I know- it has been a longgggg time since I have been on and posted.
Thank you to all those that have tried to contact me, and asked about me. LOL I was told I had better get my patooty on here and update. 

First, many of you know I ran into some health issues some months back. I am doing ok. I won't go into detail. However, I have had to make choices for myself and my family to focus on things that are beneficial to my well being. As some of you know I lost my sister 2 years ago and through her death and my recent issues it has been a wake up call. 

All my articles are on hold, classes, consults, and pretty much anything that takes my time or energy away from my family, farm is all on hold. 

As far as the farm we have started our breeding season and we are still working on the barn LOL. 
I do try to put something up on our FB page about once a week... its is about all I have time for.

Hope to "see" you all next year.


----------



## EmilyVioletElithabeth (Sep 21, 2015)

Southern by choice said:


> Well... at one time I had a journal but wasn't able to keep up with it. Thought I'd do another but a little different this time.
> 
> This way I can pop in and say what's going on and condense some of the threads I start but then forget about.... and then cannot find them.
> This time if I start a thread I will post it here so I can find it again.
> ...


sounds good to me


----------



## frustratedearthmother (Sep 22, 2015)

Good to see you!  Hope everything works out well for you.


----------



## OneFineAcre (Sep 22, 2015)

You take care of yourself.


----------



## Hens and Roos (Sep 22, 2015)

and  @Southern by choice


----------



## Poka_Doodle (Sep 22, 2015)

Glad you are okay I will be checking FB. We were all very worried


----------



## norseofcourse (Sep 22, 2015)

thanks for the update, take care...


----------



## bonbean01 (Sep 22, 2015)

Hope you know how much we all love you!  Post when you can, but the very FIRST and most IMPORTANT thing is that you take good care of yourself


----------



## BlessedWithGoats (Sep 23, 2015)

Take care Southern!!!


----------



## Southern by choice (Oct 7, 2015)

Thank you all!
Had some down time the last few days... well sort of.

Been a bit concerned as we have been waiting for does to go into heat... we hit August but completely missed September. 
Buttttttttttttttttt. we hit OCTOBER! 

Bred Ruby the Nuby 
Bred Star a Lamancha 
Bred Zephyr a Lamancha 

Ok so our breeding line up which I had all planned out... went right out the window... last second I changed the buck for 2 of the breedings. 

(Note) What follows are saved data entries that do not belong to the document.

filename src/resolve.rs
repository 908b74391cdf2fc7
//! Tolerant field lookup across prioritized physical names.
//!
//! Resolution is exact-key, first-match-wins: the first alias present in the
//! record with a non-null value is returned. Alias order is significant.

use crate::record::{FieldValue, SourceRecord};

/// Resolve a logical field against a record.
///
/// Returns `None` when the record is absent, the alias list is empty, or no
/// alias matches a non-null value.
pub fn resolve<'r, S: AsRef<str>>(
    record: Option<&'r SourceRecord>,
    aliases: &[S],
) -> Option<&'r FieldValue> {
    let record = record?;
    aliases
        .iter()
        .filter_map(|name| record.get(name.as_ref()))
        .find(|value| !value.is_null())
}

/// Resolve a field and render it as text.
pub fn resolve_text<S: AsRef<str>>(record: Option<&SourceRecord>, aliases: &[S]) -> Option<String> {
    resolve(record, aliases).and_then(FieldValue::to_text)
}

/// Resolve a link field to the id of the first linked record.
pub fn resolve_link<'r, S: AsRef<str>>(
    record: Option<&'r SourceRecord>,
    aliases: &[S],
) -> Option<&'r str> {
    resolve(record, aliases).and_then(FieldValue::first_id)
}

/// Resolve a toggle field. Missing toggles are off.
pub fn resolve_truthy<S: AsRef<str>>(record: Option<&SourceRecord>, aliases: &[S]) -> bool {
    resolve(record, aliases).is_some_and(FieldValue::is_truthy)
}
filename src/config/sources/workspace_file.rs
//! Relay settings kept next to a deployment: `config/config.toml`, then an
//! overlay named by `CTXRELAY_ENV` (`config/staging.toml` and so on).

use config::builder::DefaultState;
use config::ConfigBuilder;
use config::ConfigError;
use config::File;
use std::path::{Path, PathBuf};
use tracing::debug;

const ENV_VAR: &str = "CTXRELAY_ENV";
const DEFAULT_ENV: &str = "development";

/// Deployment environment selecting the overlay file.
pub fn environment_name() -> String {
    std::env::var(ENV_VAR)
        .ok()
        .filter(|name| !name.trim().is_empty())
        .unwrap_or_else(|| DEFAULT_ENV.to_string())
}

/// Existing relay config files under `workspace_root`, lowest precedence first.
pub fn existing_files(workspace_root: &Path, env_name: &str) -> Vec<PathBuf> {
    let dir = workspace_root.join("config");
    [dir.join("config.toml"), dir.join(format!("{env_name}.toml"))]
        .into_iter()
        .filter(|path| path.is_file())
        .collect()
}

pub fn add_to_builder(
    mut builder: ConfigBuilder<DefaultState>,
    workspace_root: &Path,
) -> Result<ConfigBuilder<DefaultState>, ConfigError> {
    let env_name = environment_name();
    for path in existing_files(workspace_root, &env_name) {
        debug!(config_path = %path.display(), env = %env_name, "Adding relay config file");
        builder = builder.add_source(File::from(path).required(false));
    }
    Ok(builder)
}
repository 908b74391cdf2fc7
//! CLI parse: clap types for ctxrelay. No behavior; definitions only.

use clap::{Parser, Subcommand};
use std::path::PathBuf;

/// ctxrelay - unified context assembly and progress fan-out
#[derive(Parser)]
#[command(name = "ctxrelay")]
#[command(about = "Assemble unified workflow context and relay progress events")]
pub struct Cli {
    #[command(subcommand)]
    pub command: Commands,

    /// Workspace root directory (for config/config.toml)
    #[arg(long, default_value = ".")]
    pub workspace: PathBuf,

    /// Configuration file path (overrides default config loading)
    #[arg(long)]
    pub config: Option<PathBuf>,

    /// Enable verbose logging
    #[arg(long, default_value = "false")]
    pub verbose: bool,

    /// Disable logging
    #[arg(long, default_value = "false")]
    pub quiet: bool,

    /// Log level (trace, debug, info, warn, error, off)
    #[arg(long)]
    pub log_level: Option<String>,

    /// Log format (json, text)
    #[arg(long)]
    pub log_format: Option<String>,

    /// Log output (stdout, stderr, file)
    #[arg(long)]
    pub log_output: Option<String>,
}

#[derive(Subcommand, Debug)]
pub enum Commands {
    /// Assemble the unified context for a correlation id and print it as JSON
    Assemble {
        /// Correlation id (primary record id)
        #[arg(long)]
        id: String,
        /// Lane id for the idempotency key
        #[arg(long)]
        lane: Option<String>,
        /// Fixture file of records; the HTTP store from config is used otherwise
        #[arg(long)]
        records: Option<PathBuf>,
    },
    /// Print only the lane plan for a correlation id
    Lanes {
        #[arg(long)]
        id: String,
        #[arg(long)]
        records: Option<PathBuf>,
    },
    /// Route a webhook payload file and print the stream frames a subscriber receives
    Webhook {
        #[arg(long)]
        file: PathBuf,
    },
}
//! Global config file source: $XDG_CONFIG_HOME/context-relay/config.toml or the
//! platform equivalent.

use config::builder::DefaultState;
use config::ConfigBuilder;
use config::ConfigError;
use config::File;
use directories::ProjectDirs;
use std::path::PathBuf;
use tracing::debug;

/// Path to global config file.
pub fn global_config_path() -> Option<PathBuf> {
    if let Ok(xdg) = std::env::var("XDG_CONFIG_HOME") {
        return Some(PathBuf::from(xdg).join("context-relay").join("config.toml"));
    }
    ProjectDirs::from("", "", "context-relay").map(|dirs| dirs.config_dir().join("config.toml"))
}

/// Add global config file source to builder if it exists.
pub fn add_to_builder(
    mut builder: ConfigBuilder<DefaultState>,
) -> Result<ConfigBuilder<DefaultState>, ConfigError> {
    if let Some(path) = global_config_path() {
        if path.exists() {
            builder = builder.add_source(File::from(path).required(false));
        } else {
            debug!(config_path = %path.display(), "No global configuration file");
        }
    }
    Ok(builder)
}
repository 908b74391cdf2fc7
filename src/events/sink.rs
//! Event sinks: the write side of one subscriber's stream connection.

use std::sync::Arc;

use tokio::sync::mpsc::{unbounded_channel, UnboundedReceiver, UnboundedSender};

use crate::error::DeliveryError;
use crate::events::types::EventType;

/// Identifies a sink within the registry that allocated it.
pub type SinkId = u64;

/// One unit written to a stream connection.
#[derive(Debug, Clone, PartialEq, Eq)]
pub enum StreamFrame {
    Event { event_type: EventType, body: String },
    /// Keeps idle connections open. Carries no payload.
    Heartbeat,
}

impl StreamFrame {
    pub fn is_done(&self) -> bool {
        matches!(
            self,
            StreamFrame::Event {
                event_type: EventType::Done,
                ..
            }
        )
    }

    /// Server-sent events wire format.
    pub fn to_sse(&self) -> String {
        match self {
            StreamFrame::Event { body, .. } => format!("data: {}\n\n", body),
            StreamFrame::Heartbeat => ": heartbeat\n\n".to_string(),
        }
    }
}

/// Write side of a subscriber connection.
///
/// `send` must not block and must not call back into the registry; it runs
/// while delivery for a correlation id is serialized.
pub trait EventSink: Send + Sync {
    fn id(&self) -> SinkId;

    fn send(&self, frame: StreamFrame) -> Result<(), DeliveryError>;
}

/// Sink backed by an unbounded channel; the receiver is the stream connection.
pub struct ChannelSink {
    id: SinkId,
    sender: UnboundedSender<StreamFrame>,
}

impl ChannelSink {
    pub fn new_pair(id: SinkId) -> (Arc<Self>, UnboundedReceiver<StreamFrame>) {
        let (sender, receiver) = unbounded_channel();
        let sink = Arc::new(Self { id, sender });
        (sink, receiver)
    }

    pub fn is_closed(&self) -> bool {
        self.sender.is_closed()
    }
}

impl EventSink for ChannelSink {
    fn id(&self) -> SinkId {
        self.id
    }

    fn send(&self, frame: StreamFrame) -> Result<(), DeliveryError> {
        self.sender.send(frame).map_err(|_| DeliveryError::Closed)
    }
}
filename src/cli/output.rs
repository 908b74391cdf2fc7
//! CLI output: error mapping from domain errors to stable CLI surface.

use crate::error::ApiError;

/// Map domain errors to a string for CLI output.
pub fn map_error(e: &ApiError) -> String {
    match e {
        ApiError::AssemblyFailed {
            correlation_id,
            source,
        } => format!(
            "error: assembly failed for '{}' (primary record unavailable: {})",
            correlation_id, source
        ),
        other => format!("error: {}", other),
    }
}
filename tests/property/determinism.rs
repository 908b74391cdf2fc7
//! Property-based tests for determinism guarantees

use context_relay::aliases::AliasCatalog;
use context_relay::context::idempotency_key;
use context_relay::lanes::{plan_lanes, LANES, SUB_LANES};
use context_relay::record::SourceRecord;
use proptest::prelude::*;

/// Same inputs always produce the same key
#[test]
fn test_idempotency_key_is_pure() {
    let mut runner = proptest::test_runner::TestRunner::default();

    runner
        .run(
            &(any::<String>(), proptest::option::of(any::<String>())),
            |(correlation_id, lane_id)| {
                let first = idempotency_key(&correlation_id, lane_id.as_deref());
                let second = idempotency_key(&correlation_id, lane_id.as_deref());
                assert_eq!(first, second);
                assert_eq!(first.len(), 64);
                Ok(())
            },
        )
        .unwrap();
}

/// Distinct pairs do not collide
#[test]
fn test_idempotency_key_distinct_pairs() {
    let mut runner = proptest::test_runner::TestRunner::default();

    runner
        .run(
            &(
                "[a-zA-Z0-9]{1,12}",
                proptest::option::of("[A-J][1-5]\\.1"),
                "[a-zA-Z0-9]{1,12}",
                proptest::option::of("[A-J][1-5]\\.1"),
            ),
            |(id1, lane1, id2, lane2)| {
                prop_assume!((&id1, &lane1) != (&id2, &lane2));
                let key1 = idempotency_key(&id1, lane1.as_deref());
                let key2 = idempotency_key(&id2, lane2.as_deref());
                assert_ne!(key1, key2);
                Ok(())
            },
        )
        .unwrap();
}

fn record_from_flags(toggles: &[bool], prompts: &[bool]) -> SourceRecord {
    let mut record = SourceRecord::new("rec");
    for (i, lane) in LANES.iter().enumerate() {
        record = record.with_field(format!("Branch {lane}"), toggles[i]);
        for (j, suffix) in SUB_LANES.iter().enumerate() {
            if prompts[i * SUB_LANES.len() + j] {
                record = record.with_field(format!("{lane}{suffix} Prompt"), vec!["recP"]);
            }
        }
    }
    record
}

/// Planning is deterministic and exactly matches toggle AND prompt
#[test]
fn test_lane_plan_matches_toggles_and_prompts() {
    let mut runner = proptest::test_runner::TestRunner::default();
    let catalog = AliasCatalog::builtin();
    let workflow = SourceRecord::new("recW");

    runner
        .run(
            &(
                proptest::collection::vec(any::<bool>(), LANES.len()),
                proptest::collection::vec(any::<bool>(), LANES.len() * SUB_LANES.len()),
            ),
            |(toggles, prompts)| {
                let primary = record_from_flags(&toggles, &prompts);
                let plan = plan_lanes(&catalog, &primary, Some(&workflow));
                assert_eq!(plan, plan_lanes(&catalog, &primary, Some(&workflow)));

                let mut expected = Vec::new();
                for (i, lane) in LANES.iter().enumerate() {
                    for (j, suffix) in SUB_LANES.iter().enumerate() {
                        if toggles[i] && prompts[i * SUB_LANES.len() + j] {
                            expected.push(format!("{lane}{suffix}"));
                        }
                    }
                }
                let lanes: Vec<String> = plan.iter().map(|a| a.lane.clone()).collect();
                assert_eq!(lanes, expected);
                assert!(plan.iter().all(|a| a.enabled));

                // No workflow, no plan.
                assert!(plan_lanes(&catalog, &primary, None).is_empty());
                Ok(())
            },
        )
        .unwrap();
}
//! Inbound progress webhook from the execution engine.

use serde::{Deserialize, Serialize};
use serde_json::{Map, Value};
use tracing::{info, warn};

use crate::events::bus::{EmitReport, EventBus};
use crate::events::types::EventType;

/// Progress notification posted by the execution engine. Only `event_type`
/// and `correlation_id` are interpreted here; the remaining fields are taken
/// as whatever JSON the engine sends and shaped per event type by the bus.
#[derive(Debug, Clone, Default, Serialize, Deserialize)]
pub struct WebhookPayload {
    #[serde(default)]
    pub event_type: String,
    #[serde(default, alias = "record_id", alias = "recordId")]
    pub correlation_id: String,
    #[serde(default)]
    pub lane: Option<Value>,
    #[serde(default)]
    pub prompt: Option<Value>,
    #[serde(default)]
    pub output: Option<Value>,
    #[serde(default)]
    pub eval_score: Option<Value>,
    #[serde(default)]
    pub error: Option<Value>,
    #[serde(default)]
    pub content_type: Option<Value>,
    #[serde(default)]
    pub output_id: Option<Value>,
    #[serde(default)]
    pub summary: Option<Value>,
    #[serde(default)]
    pub data: Option<Value>,
}

impl WebhookPayload {
    /// Present fields as a flat JSON object for the bus.
    pub fn event_payload(&self) -> Value {
        let fields = [
            ("lane", &self.lane),
            ("prompt", &self.prompt),
            ("output", &self.output),
            ("eval_score", &self.eval_score),
            ("error", &self.error),
            ("content_type", &self.content_type),
            ("output_id", &self.output_id),
            ("summary", &self.summary),
            ("data", &self.data),
        ];
        let map: Map<String, Value> = fields
            .into_iter()
            .filter_map(|(name, value)| value.clone().map(|v| (name.to_string(), v)))
            .collect();
        Value::Object(map)
    }
}

/// Response to the engine. Unknown event types are still acknowledged.
#[derive(Debug, Clone, PartialEq, Eq, Serialize, Deserialize)]
pub struct WebhookAck {
    pub received: bool,
    pub forwarded: bool,
    pub event_type: String,
    pub delivered: usize,
}

/// Route a webhook to the bus by its `event_type`.
pub fn route_webhook(bus: &EventBus, payload: &WebhookPayload) -> WebhookAck {
    let ack = |forwarded: bool, delivered: usize| WebhookAck {
        received: true,
        forwarded,
        event_type: payload.event_type.clone(),
        delivered,
    };

    let event_type = match payload.event_type.parse::<EventType>() {
        Ok(t) if t.is_emittable() => t,
        _ => {
            warn!(
                correlation_id = %payload.correlation_id,
                event_type = %payload.event_type,
                "Unknown webhook event type; acknowledged, not forwarded"
            );
            return ack(false, 0);
        }
    };

    if payload.correlation_id.trim().is_empty() {
        warn!(event_type = %event_type, "Webhook without correlation id; acknowledged, not forwarded");
        return ack(false, 0);
    }

    info!(
        correlation_id = %payload.correlation_id,
        event_type = %event_type,
        lane = ?payload.lane,
        "Progress webhook received"
    );

    match bus.emit_typed(&payload.correlation_id, event_type, &payload.event_payload()) {
        EmitReport::Delivered { delivered, .. } => ack(true, delivered),
        EmitReport::NoSubscribers => ack(true, 0),
        EmitReport::Rejected { .. } => ack(false, 0),
    }
}
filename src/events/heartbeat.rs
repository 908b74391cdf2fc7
//! Periodic heartbeats to keep idle stream connections open.

use std::sync::Arc;
use std::time::Duration;

use tokio::task::JoinHandle;
use tokio::time::MissedTickBehavior;
use tracing::trace;

use crate::events::registry::ConnectionRegistry;
use crate::events::sink::StreamFrame;

/// Send one heartbeat to every registered sink. Returns how many accepted it.
pub fn beat(registry: &ConnectionRegistry) -> usize {
    let mut sent = 0usize;
    for (correlation_id, sink) in registry.all_sinks() {
        match sink.send(StreamFrame::Heartbeat) {
            Ok(()) => sent += 1,
            Err(e) => trace!(
                correlation_id = %correlation_id,
                sink = sink.id(),
                error = %e,
                "Heartbeat not delivered"
            ),
        }
    }
    sent
}

/// Spawn a task sending heartbeats every `every`. Abort the handle to stop.
pub fn spawn_heartbeat(registry: Arc<ConnectionRegistry>, every: Duration) -> JoinHandle<()> {
    tokio::spawn(async move {
        let mut ticker = tokio::time::interval(every);
        ticker.set_missed_tick_behavior(MissedTickBehavior::Delay);
        // The first tick completes immediately.
        ticker.tick().await;
        loop {
            ticker.tick().await;
            let sent = beat(&registry);
            trace!(sent, "Heartbeat sent");
        }
    })
}
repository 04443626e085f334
use crate::{config::CoreContext, errors::AppError, services::folders};
use axum::{
    Json,
    extract::{Path, State},
    http::StatusCode,
};
use serde::{Deserialize, Serialize};

#[derive(Debug, Deserialize)]
pub struct CreateFolderRequest {
    pub name: String,
}

#[derive(Debug, Serialize)]
pub struct FolderList {
    pub folders: Vec<String>,
}

#[derive(Debug, Serialize)]
pub struct FolderResponse {
    pub folder: String,
    pub removed: bool,
}

/// `GET /api/folders`
pub async fn list_folders(State(ctx): State<CoreContext>) -> Result<Json<FolderList>, AppError> {
    let folders = folders::list_folders(&ctx).await?;
    Ok(Json(FolderList { folders }))
}

/// `POST /api/folders`
pub async fn create_folder(
    State(ctx): State<CoreContext>,
    Json(req): Json<CreateFolderRequest>,
) -> Result<(StatusCode, Json<FolderResponse>), AppError> {
    let folder = folders::create_folder(&ctx, &req.name).await?;
    Ok((
        StatusCode::CREATED,
        Json(FolderResponse {
            folder,
            removed: false,
        }),
    ))
}

/// `DELETE /api/folders/{*name}`
pub async fn remove_folder(
    State(ctx): State<CoreContext>,
    Path(name): Path<String>,
) -> Result<Json<FolderResponse>, AppError> {
    let removed = folders::remove_folder(&ctx, &name).await?;
    Ok(Json(FolderResponse {
        folder: name,
        removed,
    }))
}
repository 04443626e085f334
use anyhow::{Context, Result};
use axum::Router;
use image_vault::{
    config::{AppConfig, Backend, CoreContext},
    routes,
    services::{
        blob_store::{BlobStore, MemoryBlobStore},
        disk_store::DiskBlobStore,
    },
};
use sqlx::sqlite::SqlitePoolOptions;
use std::{fs, io::ErrorKind, path::Path, sync::Arc};
use tokio::net::TcpListener;
use tracing_subscriber::EnvFilter;

#[tokio::main]
async fn main() -> Result<()> {
    // --- Logging setup ---
    tracing_subscriber::fmt()
        .with_env_filter(EnvFilter::from_default_env())
        .init();

    // --- Parse config + migrate flag ---
    let (cfg, migrate) = AppConfig::from_env_and_args()?;

    tracing::info!("Starting image-vault with config: {:?}", cfg);

    let store: Arc<dyn BlobStore> = match cfg.backend {
        Backend::Memory => {
            if migrate {
                tracing::info!("Memory backend has no schema; nothing to migrate.");
                return Ok(());
            }
            tracing::warn!("Using the in-memory backend; objects will not survive a restart");
            Arc::new(MemoryBlobStore::new())
        }
        Backend::Disk => {
            let disk = open_disk_store(&cfg).await?;
            disk.init_schema().await.context("applying object index schema")?;
            if migrate {
                tracing::info!("Database migration complete.");
                return Ok(());
            }
            Arc::new(disk)
        }
    };

    // --- Build router ---
    let app: Router = routes::routes().with_state(CoreContext::new(store));

    // --- Start server ---
    let addr = cfg.addr();
    let listener = match TcpListener::bind(&addr).await {
        Ok(listener) => listener,
        Err(err)
            if err.kind() == ErrorKind::PermissionDenied
                && matches!(cfg.host.as_str(), "0.0.0.0" | "::") =>
        {
            let fallback_addr = format!("127.0.0.1:{}", cfg.port);
            tracing::warn!(
                "Permission denied binding to {} ({}). Falling back to {}",
                addr,
                err,
                fallback_addr
            );
            TcpListener::bind(&fallback_addr).await?
        }
        Err(err) => return Err(err.into()),
    };

    tracing::info!("Server listening on http://{}", listener.local_addr()?);
    axum::serve(listener, app).await?;

    Ok(())
}

/// Prepare the payload directory and SQLite file, then connect.
async fn open_disk_store(cfg: &AppConfig) -> Result<DiskBlobStore> {
    if !Path::new(&cfg.storage_dir).exists() {
        fs::create_dir_all(&cfg.storage_dir)?;
        tracing::info!("Created storage directory at {}", cfg.storage_dir);
    }

    let db_url = &cfg.database_url;
    let db_path = db_url
        .trim_start_matches("sqlite://")
        .trim_start_matches("file:");
    tracing::debug!("Interpreted SQLite path => {}", db_path);

    let db_path_obj = Path::new(db_path);
    if let Some(parent) = db_path_obj.parent() {
        if !parent.as_os_str().is_empty() && !parent.exists() {
            fs::create_dir_all(parent)?;
            tracing::info!("Created missing directory {:?}", parent);
        }
    }

    // SQLite will not create the file itself without `mode=rwc`.
    if let Err(e) = fs::OpenOptions::new()
        .create(true)
        .truncate(false)
        .write(true)
        .open(db_path_obj)
    {
        tracing::warn!("Failed to open database file {}: {}", db_path, e);
    }

    let db = SqlitePoolOptions::new()
        .max_connections(5)
        .connect(db_url)
        .await
        .with_context(|| format!("connecting to {}", db_url))?;

    Ok(DiskBlobStore::new(Arc::new(db), cfg.storage_dir.clone()))
}
pub mod blob_store;
pub mod cascade;
pub mod disk_store;
pub mod folders;
pub mod keys;
pub mod meta_store;
pub mod tracker;
pub mod trash;
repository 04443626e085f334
pub mod routes;

pub use routes::routes;
/// Bring trashed objects back to their original keys.
pub async fn restore_objects(ctx: &CoreContext, keys: &[String]) -> OperationReport {
    let mut tracker = BatchTracker::new(None);
    let mut changes = Vec::new();
    let mut restored = 0;

    for key in validate_keys(&mut tracker, keys) {
        tracker.begin(&key);
        match ctx.trash.restore_from_trash(&key).await {
            Ok(RestoreOutcome::Restored { from, to, original }) => {
                tracker.add_success(
                    &key,
                    Some(json!({
                        "action": "restored",
                        "from": from,
                        "to": to,
                        "original": original,
                    })),
                );
                changes.push(KeyChange::Moved { from, to });
                restored += 1;
            }
            Ok(RestoreOutcome::NotTrash { .. }) => tracker.add_skipped(&key, Some("not in trash")),
            Ok(RestoreOutcome::Missing { .. }) => {
                tracker.add_failed(&key, CoreError::NotFound(key.clone()), false)
            }
            Err(err) => record_error(&mut tracker, &key, err),
        }
    }

    let warnings = apply_key_changes(ctx, &changes).await;
    finish("restore", tracker, &[("restored", restored)], warnings)
}

/// Plan and run a set of `(from, to)` relocations.
///
/// Planning happens before any mutation: identical pairs, trashed sources
/// and a second claim on the same target are skipped. Execution checks each
/// target and fails the item, non-retryably, if it already exists.
async fn relocate_all(
    ctx: &CoreContext,
    tracker: &mut BatchTracker,
    pairs: Vec<(String, String)>,
) -> Vec<KeyChange> {
    let mut claimed = HashSet::new();
    let mut planned = Vec::with_capacity(pairs.len());
    for (from, to) in pairs {
        if from == to {
            tracker.add_skipped(&from, Some("source and target are the same"));
        } else if is_trash_key(&from) || is_trash_key(&to) {
            tracker.add_skipped(&from, Some("trash entries are moved by delete and restore"));
        } else if !claimed.insert(to.clone()) {
            tracker.add_skipped(&from, Some(&format!("duplicate target `{to}`")));
        } else {
            tracker.begin(&from);
            planned.push((from, to));
        }
    }

    let mut changes = Vec::new();
    for (from, to) in planned {
        match ctx.store.head(&to).await {
            Ok(Some(_)) => {
                tracker.add_failed(&from, CoreError::TargetExists(to), false);
                continue;
            }
            Ok(None) => {}
            Err(err) => {
                record_error(tracker, &from, err.into());
                continue;
            }
        }
        match ctx.trash.relocate(&from, &to).await {
            Ok(()) => {
                tracker.add_success(&from, Some(json!({ "from": from, "to": to })));
                changes.push(KeyChange::Moved { from, to });
            }
            Err(err) => record_error(tracker, &from, err),
        }
    }
    changes
}

/// Move objects into `target_folder` (empty string for the root), keeping
/// their file names.
pub async fn move_objects(
    ctx: &CoreContext,
    keys: &[String],
    target_folder: &str,
) -> OperationReport {
    let mut tracker = BatchTracker::new(None);
    let folder = clean_key(target_folder).trim_end_matches('/').to_string();

    if !folder.is_empty()
        && (!is_valid_folder_path(&folder) || is_trash_key(&format!("{folder}/")))
    {
        let reason = format!("invalid target folder `{target_folder}`");
        for key in keys {
            tracker.add_skipped(key, Some(&reason));
        }
        return finish("move", tracker, &[("moved", 0)], Vec::new());
    }

    let pairs = validate_keys(&mut tracker, keys)
        .into_iter()
        .map(|key| {
            let target = join_key(&folder, base_name(&key));
            (key, target)
        })
        .collect();
    let changes = relocate_all(ctx, &mut tracker, pairs).await;
    let moved = changes.len();

    let mut warnings = apply_key_changes(ctx, &changes).await;
    if moved > 0 && !folder.is_empty() {
        if let Err(err) = ctx
            .meta
            .update::<FolderMeta, _>(|meta| meta.add(&folder))
            .await
        {
            warnings.push(degrade(FolderMeta::KEY, &err));
        }
    }
    finish("move", tracker, &[("moved", moved)], warnings)
}

/// Rename objects to explicit target keys.
pub async fn rename_objects(ctx: &CoreContext, items: &[RenameItem]) -> OperationReport {
    let mut tracker = BatchTracker::new(None);
    let mut sources = HashSet::new();
    let mut pairs = Vec::with_capacity(items.len());

    for item in items {
        let from = match ensure_safe_object_key(&item.from) {
            Ok(from) => from,
            Err(reason) => {
                tracker.add_skipped(&item.from, Some(&reason.to_string()));
                continue;
            }
        };
        let to = match ensure_safe_object_key(&item.to) {
            Ok(to) => to,
            Err(reason) => {
                tracker.add_skipped(&from, Some(&format!("invalid target: {reason}")));
                continue;
            }
        };
        if !sources.insert(from.clone()) {
            tracker.add_skipped(&from, Some("duplicate key"));
            continue;
        }
        pairs.push((from, to));
    }

    let changes = relocate_all(ctx, &mut tracker, pairs).await;
    let renamed = changes.len();
    let warnings = apply_key_changes(ctx, &changes).await;
    finish("rename", tracker, &[("renamed", renamed)], warnings)
}

/// Edit tags and the favorite flag of existing objects.
///
/// Here the metadata write is the operation itself, so a failed save fails
/// every item that reached it.
pub async fn retag_objects(
    ctx: &CoreContext,
    keys: &[String],
    opts: &RetagOptions,
) -> OperationReport {
    let mut tracker = BatchTracker::new(None);
    let mut pending = Vec::new();

    for key in validate_keys(&mut tracker, keys) {
        match ctx.store.head(&key).await {
            Ok(Some(_)) => {
                tracker.begin(&key);
                pending.push(key);
            }
            Ok(None) => tracker.add_failed(&key, CoreError::NotFound(key.clone()), false),
            Err(err) => record_error(&mut tracker, &key, err.into()),
        }
    }

    let mut entries = Vec::with_capacity(pending.len());
    let saved = if pending.is_empty() {
        Ok(false)
    } else {
        ctx.meta
            .update::<ImageMeta, _>(|meta| {
                let mut changed = false;
                for key in &pending {
                    let mut entry = meta.get(key).cloned().unwrap_or_default();
                    opts.apply(&mut entry);
                    changed |= meta.set(key, entry.clone());
                    entries.push(entry);
                }
                changed
            })
            .await
    };

    let updated = match saved {
        Ok(_) => {
            for (key, entry) in pending.iter().zip(&entries) {
                tracker.add_success(
                    key,
                    Some(json!({ "tags": entry.tags, "favorite": entry.favorite })),
                );
            }
            pending.len()
        }
        Err(err) => {
            warn!("retag could not save {}: {}", ImageMeta::KEY, err);
            for key in &pending {
                tracker.add_failed(key, &err, err.is_retryable());
            }
            0
        }
    };

    finish("retag", tracker, &[("updated", updated)], Vec::new())
}
//! Object lifecycle and metadata-consistency core of an image-hosting
//! admin console.
//!
//! Objects live in a key-value blob store. Deletion parks them under
//! `trash/`, restore brings them back, and move/rename relocate them; after
//! every batch the JSON metadata documents kept in the same store are
//! re-keyed so tags, hashes and shares follow their files.

pub mod config;
pub mod errors;
pub mod handlers;
pub mod models;
pub mod routes;
pub mod services;

pub use config::{AppConfig, CoreContext};
pub use errors::{AppError, CoreError, CoreResult, StorageError};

On a bizarre note- I know we have all heard of "milk"bucks... not sure how I really feel about it- kind of gross to me but many say they produce better milking does. 
One of our bucks has a milkbuck closely related but my daughter informed me Zephyr's (lamancha) Great Granddad actually went on milktest   

_*5-00 305 3261 101*_
LA 4-5 91 V E E June 2008

   His udder is crazy! It is an udder. 
Like I said- kinda creepy to me, but a buck that milks 3261 pounds of milk -dang! I cannot imagine milking a buck especially not in rut!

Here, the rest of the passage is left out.